» **Task goal**
From the data below, copy exactly the lines that lie between the one holding "with no ingress data" and the one holding "pub type Result<T>", including both, and nothing more.

» **Available data**
----

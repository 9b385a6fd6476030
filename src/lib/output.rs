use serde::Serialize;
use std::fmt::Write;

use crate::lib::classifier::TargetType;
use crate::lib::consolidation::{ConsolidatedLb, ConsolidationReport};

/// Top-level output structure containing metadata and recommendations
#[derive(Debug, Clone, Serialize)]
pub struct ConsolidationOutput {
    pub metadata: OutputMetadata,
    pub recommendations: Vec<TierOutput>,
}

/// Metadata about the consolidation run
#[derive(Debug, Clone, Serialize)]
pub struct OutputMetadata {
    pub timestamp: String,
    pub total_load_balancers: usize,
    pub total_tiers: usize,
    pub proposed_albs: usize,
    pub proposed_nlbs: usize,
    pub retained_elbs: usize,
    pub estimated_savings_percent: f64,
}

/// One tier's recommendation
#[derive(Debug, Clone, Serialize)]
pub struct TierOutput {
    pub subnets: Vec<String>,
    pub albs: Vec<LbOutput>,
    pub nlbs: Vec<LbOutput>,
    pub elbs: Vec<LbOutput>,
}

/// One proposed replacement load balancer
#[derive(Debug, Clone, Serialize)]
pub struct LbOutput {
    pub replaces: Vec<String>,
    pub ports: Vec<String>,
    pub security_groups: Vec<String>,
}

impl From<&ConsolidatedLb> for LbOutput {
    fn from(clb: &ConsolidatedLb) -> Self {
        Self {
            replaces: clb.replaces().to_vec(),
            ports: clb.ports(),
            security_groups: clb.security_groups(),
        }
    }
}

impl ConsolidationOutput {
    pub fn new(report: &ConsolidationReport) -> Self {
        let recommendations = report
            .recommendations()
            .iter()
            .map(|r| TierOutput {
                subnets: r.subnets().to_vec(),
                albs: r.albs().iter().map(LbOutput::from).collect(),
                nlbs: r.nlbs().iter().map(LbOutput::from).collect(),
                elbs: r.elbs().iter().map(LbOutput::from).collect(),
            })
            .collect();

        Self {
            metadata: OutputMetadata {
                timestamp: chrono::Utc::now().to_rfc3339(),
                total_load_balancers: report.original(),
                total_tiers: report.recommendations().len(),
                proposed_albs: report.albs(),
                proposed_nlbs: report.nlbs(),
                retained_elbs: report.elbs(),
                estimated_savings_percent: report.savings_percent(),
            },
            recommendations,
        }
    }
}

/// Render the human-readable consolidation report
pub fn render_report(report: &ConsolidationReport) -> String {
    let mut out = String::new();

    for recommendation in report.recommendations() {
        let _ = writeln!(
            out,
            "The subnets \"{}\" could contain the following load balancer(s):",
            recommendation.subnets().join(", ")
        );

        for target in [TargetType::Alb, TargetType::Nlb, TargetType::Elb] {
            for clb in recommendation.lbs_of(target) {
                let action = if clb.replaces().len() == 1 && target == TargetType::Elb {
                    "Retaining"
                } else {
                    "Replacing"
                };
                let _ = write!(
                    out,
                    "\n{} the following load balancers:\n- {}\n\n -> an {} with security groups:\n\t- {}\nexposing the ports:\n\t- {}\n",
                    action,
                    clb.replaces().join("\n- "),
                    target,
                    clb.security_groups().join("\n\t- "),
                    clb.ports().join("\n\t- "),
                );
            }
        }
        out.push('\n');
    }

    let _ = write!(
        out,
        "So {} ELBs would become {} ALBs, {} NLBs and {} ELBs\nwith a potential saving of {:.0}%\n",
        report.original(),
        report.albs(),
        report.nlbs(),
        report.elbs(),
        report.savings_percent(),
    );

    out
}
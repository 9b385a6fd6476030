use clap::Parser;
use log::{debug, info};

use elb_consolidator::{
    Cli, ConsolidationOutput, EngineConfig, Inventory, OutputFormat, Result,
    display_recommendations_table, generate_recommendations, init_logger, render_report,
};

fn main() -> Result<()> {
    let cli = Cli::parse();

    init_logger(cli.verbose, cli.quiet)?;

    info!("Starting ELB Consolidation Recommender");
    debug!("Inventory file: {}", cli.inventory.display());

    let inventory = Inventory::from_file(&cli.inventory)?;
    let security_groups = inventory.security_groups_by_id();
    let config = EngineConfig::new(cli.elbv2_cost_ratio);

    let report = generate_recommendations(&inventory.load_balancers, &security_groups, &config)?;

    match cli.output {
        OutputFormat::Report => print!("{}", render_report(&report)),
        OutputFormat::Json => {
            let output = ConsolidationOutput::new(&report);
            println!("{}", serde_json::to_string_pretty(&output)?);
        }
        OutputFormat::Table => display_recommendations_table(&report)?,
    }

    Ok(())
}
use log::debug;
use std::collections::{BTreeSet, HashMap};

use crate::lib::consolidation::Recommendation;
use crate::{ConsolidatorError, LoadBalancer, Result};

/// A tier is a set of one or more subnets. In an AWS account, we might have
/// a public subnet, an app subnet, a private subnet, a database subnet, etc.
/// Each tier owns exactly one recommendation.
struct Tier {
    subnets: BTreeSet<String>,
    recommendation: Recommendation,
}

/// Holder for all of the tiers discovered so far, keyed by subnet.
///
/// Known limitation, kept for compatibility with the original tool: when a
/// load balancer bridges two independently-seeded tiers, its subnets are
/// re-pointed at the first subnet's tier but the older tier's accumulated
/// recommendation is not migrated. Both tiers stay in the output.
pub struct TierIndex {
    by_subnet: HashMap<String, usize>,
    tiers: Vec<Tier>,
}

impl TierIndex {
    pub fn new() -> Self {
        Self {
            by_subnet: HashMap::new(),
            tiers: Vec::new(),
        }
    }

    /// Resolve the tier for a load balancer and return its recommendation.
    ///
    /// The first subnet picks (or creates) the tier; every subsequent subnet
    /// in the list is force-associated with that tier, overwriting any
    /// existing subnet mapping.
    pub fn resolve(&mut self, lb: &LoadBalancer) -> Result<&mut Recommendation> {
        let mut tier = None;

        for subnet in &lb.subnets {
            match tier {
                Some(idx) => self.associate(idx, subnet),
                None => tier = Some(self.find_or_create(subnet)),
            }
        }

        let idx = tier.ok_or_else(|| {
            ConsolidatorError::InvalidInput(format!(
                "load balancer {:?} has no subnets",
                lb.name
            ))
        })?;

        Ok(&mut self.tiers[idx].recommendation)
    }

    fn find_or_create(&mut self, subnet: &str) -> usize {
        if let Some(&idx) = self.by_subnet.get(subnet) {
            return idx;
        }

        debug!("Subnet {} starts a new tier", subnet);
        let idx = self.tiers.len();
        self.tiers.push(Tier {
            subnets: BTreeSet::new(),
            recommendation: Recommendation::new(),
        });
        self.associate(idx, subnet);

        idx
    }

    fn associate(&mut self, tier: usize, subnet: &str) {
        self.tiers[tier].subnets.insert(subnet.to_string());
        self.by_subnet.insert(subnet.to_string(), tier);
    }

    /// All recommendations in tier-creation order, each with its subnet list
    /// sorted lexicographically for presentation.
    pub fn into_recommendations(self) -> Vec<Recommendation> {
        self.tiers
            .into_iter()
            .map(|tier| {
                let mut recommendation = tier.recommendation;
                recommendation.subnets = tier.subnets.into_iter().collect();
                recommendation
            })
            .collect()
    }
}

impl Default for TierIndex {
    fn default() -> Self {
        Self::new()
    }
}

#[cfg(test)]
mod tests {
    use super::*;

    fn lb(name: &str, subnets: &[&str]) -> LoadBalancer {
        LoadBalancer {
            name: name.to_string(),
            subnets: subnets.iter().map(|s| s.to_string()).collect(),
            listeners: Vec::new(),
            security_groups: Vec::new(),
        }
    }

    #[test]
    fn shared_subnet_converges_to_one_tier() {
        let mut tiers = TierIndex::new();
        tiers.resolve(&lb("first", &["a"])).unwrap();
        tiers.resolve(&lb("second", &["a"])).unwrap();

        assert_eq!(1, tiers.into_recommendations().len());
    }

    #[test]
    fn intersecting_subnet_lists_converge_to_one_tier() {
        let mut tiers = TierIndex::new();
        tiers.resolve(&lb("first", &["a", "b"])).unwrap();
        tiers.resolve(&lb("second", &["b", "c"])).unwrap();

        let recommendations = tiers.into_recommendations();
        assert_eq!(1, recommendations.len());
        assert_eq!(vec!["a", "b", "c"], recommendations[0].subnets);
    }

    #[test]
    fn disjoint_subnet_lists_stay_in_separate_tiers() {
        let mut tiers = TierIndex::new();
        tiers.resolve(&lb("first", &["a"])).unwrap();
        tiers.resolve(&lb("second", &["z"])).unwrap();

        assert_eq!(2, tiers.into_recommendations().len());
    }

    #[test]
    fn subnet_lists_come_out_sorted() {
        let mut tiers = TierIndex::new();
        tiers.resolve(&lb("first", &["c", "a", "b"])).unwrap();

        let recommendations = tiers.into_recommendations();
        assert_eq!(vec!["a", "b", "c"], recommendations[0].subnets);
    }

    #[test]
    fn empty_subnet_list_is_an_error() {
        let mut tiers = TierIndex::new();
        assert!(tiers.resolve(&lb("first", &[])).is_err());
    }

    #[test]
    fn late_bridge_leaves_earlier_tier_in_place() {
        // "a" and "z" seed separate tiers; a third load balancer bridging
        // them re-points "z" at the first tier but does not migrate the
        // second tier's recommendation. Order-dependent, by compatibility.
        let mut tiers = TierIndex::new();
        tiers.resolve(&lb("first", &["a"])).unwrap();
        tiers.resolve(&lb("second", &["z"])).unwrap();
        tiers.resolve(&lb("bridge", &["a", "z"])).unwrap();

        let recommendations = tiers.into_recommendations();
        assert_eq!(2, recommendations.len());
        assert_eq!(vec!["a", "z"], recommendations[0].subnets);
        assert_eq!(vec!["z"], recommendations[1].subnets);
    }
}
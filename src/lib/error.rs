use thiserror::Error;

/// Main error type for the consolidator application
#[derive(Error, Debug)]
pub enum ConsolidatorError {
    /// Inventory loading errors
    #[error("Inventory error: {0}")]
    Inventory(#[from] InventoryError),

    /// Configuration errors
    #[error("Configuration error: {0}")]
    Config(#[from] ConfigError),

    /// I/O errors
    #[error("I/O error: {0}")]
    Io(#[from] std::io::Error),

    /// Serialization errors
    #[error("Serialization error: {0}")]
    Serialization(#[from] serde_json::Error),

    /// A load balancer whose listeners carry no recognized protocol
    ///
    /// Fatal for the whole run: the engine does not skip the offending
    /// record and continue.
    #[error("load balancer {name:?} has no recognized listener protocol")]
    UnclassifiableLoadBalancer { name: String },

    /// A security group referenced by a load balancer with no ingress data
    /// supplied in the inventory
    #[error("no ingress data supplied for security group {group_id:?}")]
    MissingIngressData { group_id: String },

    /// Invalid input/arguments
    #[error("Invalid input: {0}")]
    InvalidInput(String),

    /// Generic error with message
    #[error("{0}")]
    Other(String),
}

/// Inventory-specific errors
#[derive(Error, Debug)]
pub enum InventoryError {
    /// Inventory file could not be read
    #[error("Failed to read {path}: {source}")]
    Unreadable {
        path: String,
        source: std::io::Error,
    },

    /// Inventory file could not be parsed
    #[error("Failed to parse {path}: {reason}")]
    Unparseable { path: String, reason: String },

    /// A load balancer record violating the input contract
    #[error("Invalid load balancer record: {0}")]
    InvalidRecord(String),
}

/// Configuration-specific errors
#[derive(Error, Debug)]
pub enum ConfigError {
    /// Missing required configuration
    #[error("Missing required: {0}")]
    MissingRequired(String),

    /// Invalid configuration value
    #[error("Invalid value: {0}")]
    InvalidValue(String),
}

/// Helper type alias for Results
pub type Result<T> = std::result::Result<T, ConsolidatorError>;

----

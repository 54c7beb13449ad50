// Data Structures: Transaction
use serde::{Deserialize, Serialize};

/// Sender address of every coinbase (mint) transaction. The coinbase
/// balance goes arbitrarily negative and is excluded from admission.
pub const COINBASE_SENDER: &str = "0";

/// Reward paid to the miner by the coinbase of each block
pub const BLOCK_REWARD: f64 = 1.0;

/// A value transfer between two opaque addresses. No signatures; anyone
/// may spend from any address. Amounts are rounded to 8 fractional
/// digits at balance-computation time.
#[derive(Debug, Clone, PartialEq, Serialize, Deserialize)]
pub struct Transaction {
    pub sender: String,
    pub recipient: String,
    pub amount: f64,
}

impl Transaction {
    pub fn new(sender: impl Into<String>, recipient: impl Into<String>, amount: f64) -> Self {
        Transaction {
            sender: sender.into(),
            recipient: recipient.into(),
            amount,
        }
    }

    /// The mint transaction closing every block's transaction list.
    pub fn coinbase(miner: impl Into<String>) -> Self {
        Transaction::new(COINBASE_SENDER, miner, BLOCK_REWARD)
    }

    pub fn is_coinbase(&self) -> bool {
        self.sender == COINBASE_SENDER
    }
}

----

» **Solution to this exercise**
    /// A security group referenced by a load balancer with no ingress data
    /// supplied in the inventory
    #[error("no ingress data supplied for security group {group_id:?}")]
    MissingIngressData { group_id: String },

    /// Invalid input/arguments
    #[error("Invalid input: {0}")]
    InvalidInput(String),

    /// Generic error with message
    #[error("{0}")]
    Other(String),
}

/// Inventory-specific errors
#[derive(Error, Debug)]
pub enum InventoryError {
    /// Inventory file could not be read
    #[error("Failed to read {path}: {source}")]
    Unreadable {
        path: String,
        source: std::io::Error,
    },

    /// Inventory file could not be parsed
    #[error("Failed to parse {path}: {reason}")]
    Unparseable { path: String, reason: String },

    /// A load balancer record violating the input contract
    #[error("Invalid load balancer record: {0}")]
    InvalidRecord(String),
}

/// Configuration-specific errors
#[derive(Error, Debug)]
pub enum ConfigError {
    /// Missing required configuration
    #[error("Missing required: {0}")]
    MissingRequired(String),

    /// Invalid configuration value
    #[error("Invalid value: {0}")]
    InvalidValue(String),
}

/// Helper type alias for Results
pub type Result<T> = std::result::Result<T, ConsolidatorError>;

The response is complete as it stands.